• TASK DESCRIPTION: The lines from the first line of the entries through the line containing "Held key actions." are to be repeated exactly, with both of those lines included.
BEGIN RECORDS PROVIDED
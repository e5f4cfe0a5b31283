#![forbid(unsafe_code)]

//! Canonical input events and key bindings.
//!
//! The host's input layer (browser events, a window toolkit, a replay
//! trace) converts whatever it receives into [`InputEvent`]s, or calls the
//! matching [`GestureController`](crate::GestureController) methods directly.
//!
//! # Design Notes
//!
//! - Keys are matched case-insensitively: `Char('A')` and `Char('a')` bind
//!   to the same action.
//! - Pointer drags carry a horizontal pixel delta only; vertical motion
//!   does not affect rotation.
//! - Key auto-repeat is harmless: held keys are tracked as a set, so a
//!   repeated key-down is a no-op.

use bitflags::bitflags;

use crate::error::ConfigError;
use crate::focus::ProjectedItem;
use crate::landmark::LandmarkFrame;
use crate::snapshot::ItemId;

/// Key codes the core understands.
#[derive(Debug, Clone, Copy, PartialEq, Eq, Hash)]
#[cfg_attr(feature = "serde", derive(serde::Serialize, serde::Deserialize))]
#[cfg_attr(feature = "serde", serde(rename_all = "snake_case"))]
pub enum KeyCode {
    /// A regular character key.
    Char(char),
    /// Left arrow key.
    Left,
    /// Right arrow key.
    Right,
    /// Space bar.
    Space,
    /// Escape key.
    Escape,
}

impl KeyCode {
    /// Lowercase character keys so bindings are case-insensitive.
    #[must_use]
    pub fn normalized(self) -> Self {
        match self {
            Self::Char(c) => Self::Char(c.to_ascii_lowercase()),
            other => other,
        }
    }
}

/// What a bound key does.
#[derive(Debug, Clone, Copy, PartialEq, Eq, Hash)]
#[cfg_attr(feature = "serde", derive(serde::Serialize, serde::Deserialize))]
#[cfg_attr(feature = "serde", serde(rename_all = "snake_case"))]
pub enum KeyAction {
    /// Spin counter-clockwise while held.
    RotateLeft,
    /// Spin clockwise while held.
    RotateRight,
    /// Act as a `point_up` gesture while held (camera-free focus).
    Grab,
    /// Request the expanded phase.
    Expand,
    /// Request the compact phase.
    Collapse,
}

bitflags! {
    /// Held key actions.
    #[derive(Debug, Clone, Copy, PartialEq, Eq, Hash, Default)]
    pub struct HeldActions: u8 {
        const ROTATE_LEFT  = 0b001;
        const ROTATE_RIGHT = 0b010;
        const GRAB         = 0b100;
    }
}

impl HeldActions {
    /// The flag tracking a held action, if the action is held at all.
    ///
    /// `Expand` and `Collapse` fire once on key-down and are not tracked.
    #[must_use]
    pub const fn for_action(action: KeyAction) -> Option<Self> {
        match action {
            KeyAction::RotateLeft => Some(Self::ROTATE_LEFT),
            KeyAction::RotateRight => Some(Self::ROTATE_RIGHT),
            KeyAction::Grab => Some(Self::GRAB),
            KeyAction::Expand | KeyAction::Collapse => None,
        }
    }
}

/// Key-to-action table.
#[derive(Debug, Clone, PartialEq)]
#[cfg_attr(feature = "serde", derive(serde::Serialize, serde::Deserialize))]
pub struct KeyBindings {
    bindings: Vec<(KeyCode, KeyAction)>,
}

impl KeyBindings {
    /// An empty table.
    #[must_use]
    pub fn empty() -> Self {
        Self {
            bindings: Vec::new(),
        }
    }

    /// Add a binding (builder). Later bindings for the same key win.
    #[must_use]
    pub fn bind(mut self, key: KeyCode, action: KeyAction) -> Self {
        let key = key.normalized();
        self.bindings.retain(|(k, _)| *k != key);
        self.bindings.push((key, action));
        self
    }

    /// Look up the action bound to `key`.
    #[must_use]
    pub fn action(&self, key: KeyCode) -> Option<KeyAction> {
        let key = key.normalized();
        self.bindings
            .iter()
            .find(|(k, _)| *k == key)
            .map(|&(_, action)| action)
    }

    /// All bindings in insertion order.
    pub fn iter(&self) -> impl Iterator<Item = (KeyCode, KeyAction)> + '_ {
        self.bindings.iter().copied()
    }

    /// Check that no key is bound twice.
    ///
    /// Tables built with [`bind`](Self::bind) are always valid; this catches
    /// tables loaded from configuration files.
    ///
    /// # Errors
    ///
    /// Returns [`ConfigError::DuplicateKeyBinding`] naming the first repeat.
    pub fn validate(&self) -> Result<(), ConfigError> {
        for (i, (key, _)) in self.bindings.iter().enumerate() {
            let key = key.normalized();
            if self.bindings[..i].iter().any(|(k, _)| k.normalized() == key) {
                let ch = match key {
                    KeyCode::Char(c) => c,
                    KeyCode::Left => '←',
                    KeyCode::Right => '→',
                    KeyCode::Space => ' ',
                    KeyCode::Escape => '\u{1b}',
                };
                return Err(ConfigError::DuplicateKeyBinding { key: ch });
            }
        }
        Ok(())
    }
}

impl Default for KeyBindings {
    /// `a`/`d` and the arrow keys rotate, `p` grabs, `o` expands, `f` collapses.
    fn default() -> Self {
        Self::empty()
            .bind(KeyCode::Char('a'), KeyAction::RotateLeft)
            .bind(KeyCode::Char('d'), KeyAction::RotateRight)
            .bind(KeyCode::Left, KeyAction::RotateLeft)
            .bind(KeyCode::Right, KeyAction::RotateRight)
            .bind(KeyCode::Char('p'), KeyAction::Grab)
            .bind(KeyCode::Char('o'), KeyAction::Expand)
            .bind(KeyCode::Char('f'), KeyAction::Collapse)
    }
}

/// One input delivered to the controller.
///
/// Mirrors the controller's entry points one-to-one so hosts and replay
/// traces can drive it through a single [`handle`](crate::GestureController::handle).
#[derive(Debug, Clone, PartialEq)]
#[cfg_attr(feature = "serde", derive(serde::Serialize, serde::Deserialize))]
#[cfg_attr(feature = "serde", serde(tag = "type", rename_all = "snake_case"))]
pub enum InputEvent {
    /// A processed video frame; `None` when no hand was detected.
    Landmarks { frame: Option<LandmarkFrame> },
    /// Pointer (mouse / touch) pressed.
    PointerDown,
    /// Pointer released.
    PointerUp,
    /// Pointer moved by `dx` pixels while held.
    PointerDrag { dx: f32 },
    /// Key pressed (or auto-repeated).
    KeyDown { key: KeyCode },
    /// Key released.
    KeyUp { key: KeyCode },
    /// Render tick of `dt_ms` milliseconds.
    Tick { dt_ms: f32 },
    /// A photographed item now exists.
    AddItem { id: ItemId },
    /// A photographed item was deleted.
    RemoveItem { id: ItemId },
    /// An item was clicked.
    ClickItem { id: ItemId },
    /// Rendering reprojected the items.
    UpdateProjections { projections: Vec<ProjectedItem> },
    /// The landmark source (camera) stopped.
    SourceStopped,
}

#[cfg(test)]
mod tests {
    use super::*;

    #[test]
    fn default_bindings() {
        let keys = KeyBindings::default();
        assert_eq!(keys.action(KeyCode::Char('a')), Some(KeyAction::RotateLeft));
        assert_eq!(keys.action(KeyCode::Char('d')), Some(KeyAction::RotateRight));
        assert_eq!(keys.action(KeyCode::Left), Some(KeyAction::RotateLeft));
        assert_eq!(keys.action(KeyCode::Char('p')), Some(KeyAction::Grab));
        assert_eq!(keys.action(KeyCode::Char('o')), Some(KeyAction::Expand));
        assert_eq!(keys.action(KeyCode::Char('f')), Some(KeyAction::Collapse));
        assert_eq!(keys.action(KeyCode::Char('z')), None);
        assert!(keys.validate().is_ok());
    }

    #[test]
    fn bindings_are_case_insensitive() {
        let keys = KeyBindings::default();
        assert_eq!(keys.action(KeyCode::Char('P')), Some(KeyAction::Grab));
    }

    #[test]
    fn rebinding_replaces() {
        let keys = KeyBindings::default().bind(KeyCode::Char('A'), KeyAction::Grab);
        assert_eq!(keys.action(KeyCode::Char('a')), Some(KeyAction::Grab));
        assert_eq!(keys.iter().filter(|(k, _)| *k == KeyCode::Char('a')).count(), 1);
    }

    #[test]
    fn duplicate_binding_rejected() {
        let keys = KeyBindings {
            bindings: vec![
                (KeyCode::Char('x'), KeyAction::Grab),
                (KeyCode::Char('X'), KeyAction::Expand),
            ],
        };
        assert_eq!(
            keys.validate(),
            Err(ConfigError::DuplicateKeyBinding { key: 'x' })
        );
    }

    #[test]
    fn held_flags_only_for_holdable_actions() {
        assert_eq!(
            HeldActions::for_action(KeyAction::Grab),
            Some(HeldActions::GRAB)
        );
        assert_eq!(HeldActions::for_action(KeyAction::Expand), None);
    }
}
END RECORDS PROVIDED
• YOUR SOLUTION:
repository e5f4cfe0a5b31283
#![forbid(unsafe_code)]

//! Canonical input events and key bindings.
//!
//! The host's input layer (browser events, a window toolkit, a replay
//! trace) converts whatever it receives into [`InputEvent`]s, or calls the
//! matching [`GestureController`](crate::GestureController) methods directly.
//!
//! # Design Notes
//!
//! - Keys are matched case-insensitively: `Char('A')` and `Char('a')` bind
//!   to the same action.
//! - Pointer drags carry a horizontal pixel delta only; vertical motion
//!   does not affect rotation.
//! - Key auto-repeat is harmless: held keys are tracked as a set, so a
//!   repeated key-down is a no-op.

use bitflags::bitflags;

use crate::error::ConfigError;
use crate::focus::ProjectedItem;
use crate::landmark::LandmarkFrame;
use crate::snapshot::ItemId;

/// Key codes the core understands.
#[derive(Debug, Clone, Copy, PartialEq, Eq, Hash)]
#[cfg_attr(feature = "serde", derive(serde::Serialize, serde::Deserialize))]
#[cfg_attr(feature = "serde", serde(rename_all = "snake_case"))]
pub enum KeyCode {
    /// A regular character key.
    Char(char),
    /// Left arrow key.
    Left,
    /// Right arrow key.
    Right,
    /// Space bar.
    Space,
    /// Escape key.
    Escape,
}

impl KeyCode {
    /// Lowercase character keys so bindings are case-insensitive.
    #[must_use]
    pub fn normalized(self) -> Self {
        match self {
            Self::Char(c) => Self::Char(c.to_ascii_lowercase()),
            other => other,
        }
    }
}

/// What a bound key does.
#[derive(Debug, Clone, Copy, PartialEq, Eq, Hash)]
#[cfg_attr(feature = "serde", derive(serde::Serialize, serde::Deserialize))]
#[cfg_attr(feature = "serde", serde(rename_all = "snake_case"))]
pub enum KeyAction {
    /// Spin counter-clockwise while held.
    RotateLeft,
    /// Spin clockwise while held.
    RotateRight,
    /// Act as a `point_up` gesture while held (camera-free focus).
    Grab,
    /// Request the expanded phase.
    Expand,
    /// Request the compact phase.
    Collapse,
}

bitflags! {
    /// Held key actions.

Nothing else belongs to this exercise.